_Assignment_: Return the data below exactly, but only from the line containing "UTF-16LE code units." through the line containing "assert_eq!(d[7], MAX_PACKET_SIZE0);", with both of those lines included.
•••••
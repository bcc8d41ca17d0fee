//! USB descriptor construction (spec section 4.3, section 6 "Emulated USB
//! device identity"). Byte-exact where the guest driver actually inspects
//! the fields.

pub const VENDOR_ID: u16 = 0x2B23;
pub const PRODUCT_ID: u16 = 0xCDCD;
pub const BCD_USB: u16 = 0x0200;
pub const MAX_PACKET_SIZE0: u8 = 64;

pub const INTERFACE_CLASS_MASS_STORAGE: u8 = 0x08;
pub const INTERFACE_SUBCLASS_SCSI: u8 = 0x06;
pub const INTERFACE_PROTOCOL_BULK_ONLY: u8 = 0x50;

pub const ENDPOINT_BULK_IN: u8 = 0x81;
pub const ENDPOINT_BULK_OUT: u8 = 0x02;
pub const ENDPOINT_MAX_PACKET_SIZE: u16 = 512;

pub const STRING_INDEX_MANUFACTURER: u8 = 1;
pub const STRING_INDEX_PRODUCT: u8 = 2;
pub const STRING_INDEX_SERIAL: u8 = 3;
pub const LANGUAGE_US_ENGLISH: u16 = 0x0409;

/// The 18-byte USB device descriptor (spec section 4.3).
pub fn device_descriptor() -> [u8; 18] {
    let mut d = [0u8; 18];
    d[0] = 18; // bLength
    d[1] = 0x01; // bDescriptorType = DEVICE
    d[2..4].copy_from_slice(&BCD_USB.to_le_bytes());
    d[4] = 0; // bDeviceClass (per-interface)
    d[5] = 0; // bDeviceSubClass
    d[6] = 0; // bDeviceProtocol
    d[7] = MAX_PACKET_SIZE0;
    d[8..10].copy_from_slice(&VENDOR_ID.to_le_bytes());
    d[10..12].copy_from_slice(&PRODUCT_ID.to_le_bytes());
    d[12..14].copy_from_slice(&0x0100u16.to_le_bytes()); // bcdDevice
    d[14] = STRING_INDEX_MANUFACTURER;
    d[15] = STRING_INDEX_PRODUCT;
    d[16] = STRING_INDEX_SERIAL;
    d[17] = 1; // bNumConfigurations
    d
}

/// The 32-byte configuration descriptor: configuration (9) + interface (9)
/// + two bulk endpoints (7 each) (spec section 4.3).
pub fn configuration_descriptor() -> [u8; 32] {
    let mut d = [0u8; 32];

    d[0] = 9; // bLength
    d[1] = 0x02; // bDescriptorType = CONFIGURATION
    d[2..4].copy_from_slice(&32u16.to_le_bytes()); // wTotalLength
    d[4] = 1; // bNumInterfaces
    d[5] = 1; // bConfigurationValue
    d[6] = 0; // iConfiguration
    d[7] = 0x80; // bmAttributes (bus-powered)
    d[8] = 50; // bMaxPower (100 mA)

    d[9] = 9; // bLength
    d[10] = 0x04; // bDescriptorType = INTERFACE
    d[11] = 0; // bInterfaceNumber
    d[12] = 0; // bAlternateSetting
    d[13] = 2; // bNumEndpoints
    d[14] = INTERFACE_CLASS_MASS_STORAGE;
    d[15] = INTERFACE_SUBCLASS_SCSI;
    d[16] = INTERFACE_PROTOCOL_BULK_ONLY;
    d[17] = 0; // iInterface

    d[18] = 7; // bLength
    d[19] = 0x05; // bDescriptorType = ENDPOINT
    d[20] = ENDPOINT_BULK_IN;
    d[21] = 0x02; // bmAttributes = bulk
    d[22..24].copy_from_slice(&ENDPOINT_MAX_PACKET_SIZE.to_le_bytes());
    d[24] = 0; // bInterval

    d[25] = 7; // bLength
    d[26] = 0x05; // bDescriptorType = ENDPOINT
    d[27] = ENDPOINT_BULK_OUT;
    d[28] = 0x02; // bmAttributes = bulk
    d[29..31].copy_from_slice(&ENDPOINT_MAX_PACKET_SIZE.to_le_bytes());
    d[31] = 0; // bInterval

    d
}

/// Encode a USB string descriptor: `bLength, bDescriptorType=0x03` followed
/// by UTF-16LE code units.
pub fn string_descriptor(s: &str) -> Vec<u8> {
    let units: Vec<u16> = s.encode_utf16().collect();
    let mut out = Vec::with_capacity(2 + units.len() * 2);
    out.push((2 + units.len() * 2) as u8);
    out.push(0x03);
    for unit in units {
        out.extend_from_slice(&unit.to_le_bytes());
    }
    out
}

/// String descriptor zero: the list of supported language IDs.
pub fn language_descriptor() -> Vec<u8> {
    let mut out = vec![4u8, 0x03];
    out.extend_from_slice(&LANGUAGE_US_ENGLISH.to_le_bytes());
    out
}

#[cfg(test)]
mod tests {
    use super::*;

    #[test]
    fn device_descriptor_matches_spec_identity() {
        let d = device_descriptor();
        assert_eq!(d[0], 18);
        assert_eq!(u16::from_le_bytes(d[8..10].try_into().unwrap()), VENDOR_ID);
        assert_eq!(u16::from_le_bytes(d[10..12].try_into().unwrap()), PRODUCT_ID);
        assert_eq!(d[7], MAX_PACKET_SIZE0);
        assert_eq!(u16::from_le_bytes(d[2..4].try_into().unwrap()), BCD_USB);
    }

    #[test]
    fn configuration_descriptor_declares_two_bulk_endpoints() {
        let d = configuration_descriptor();
        assert_eq!(u16::from_le_bytes(d[2..4].try_into().unwrap()), 32);
        assert_eq!(d[14], INTERFACE_CLASS_MASS_STORAGE);
        assert_eq!(d[15], INTERFACE_SUBCLASS_SCSI);
        assert_eq!(d[16], INTERFACE_PROTOCOL_BULK_ONLY);
        assert_eq!(d[20], ENDPOINT_BULK_IN);
        assert_eq!(d[27], ENDPOINT_BULK_OUT);
        assert_eq!(u16::from_le_bytes(d[22..24].try_into().unwrap()), 512);
    }

    #[test]
    fn string_descriptor_encodes_ascii_as_utf16le() {
        let d = string_descriptor("Hi");
        assert_eq!(d[0], 6);
        assert_eq!(d[1], 0x03);
        assert_eq!(&d[2..], &[b'H', 0, b'i', 0]);
    }
}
•••••
_Response for this exercise_:
/// by UTF-16LE code units.
pub fn string_descriptor(s: &str) -> Vec<u8> {
    let units: Vec<u16> = s.encode_utf16().collect();
    let mut out = Vec::with_capacity(2 + units.len() * 2);
    out.push((2 + units.len() * 2) as u8);
    out.push(0x03);
    for unit in units {
        out.extend_from_slice(&unit.to_le_bytes());
    }
    out
}

/// String descriptor zero: the list of supported language IDs.
pub fn language_descriptor() -> Vec<u8> {
    let mut out = vec![4u8, 0x03];
    out.extend_from_slice(&LANGUAGE_US_ENGLISH.to_le_bytes());
    out
}

#[cfg(test)]
mod tests {
    use super::*;

    #[test]
    fn device_descriptor_matches_spec_identity() {
        let d = device_descriptor();
        assert_eq!(d[0], 18);
        assert_eq!(u16::from_le_bytes(d[8..10].try_into().unwrap()), VENDOR_ID);
        assert_eq!(u16::from_le_bytes(d[10..12].try_into().unwrap()), PRODUCT_ID);
        assert_eq!(d[7], MAX_PACKET_SIZE0);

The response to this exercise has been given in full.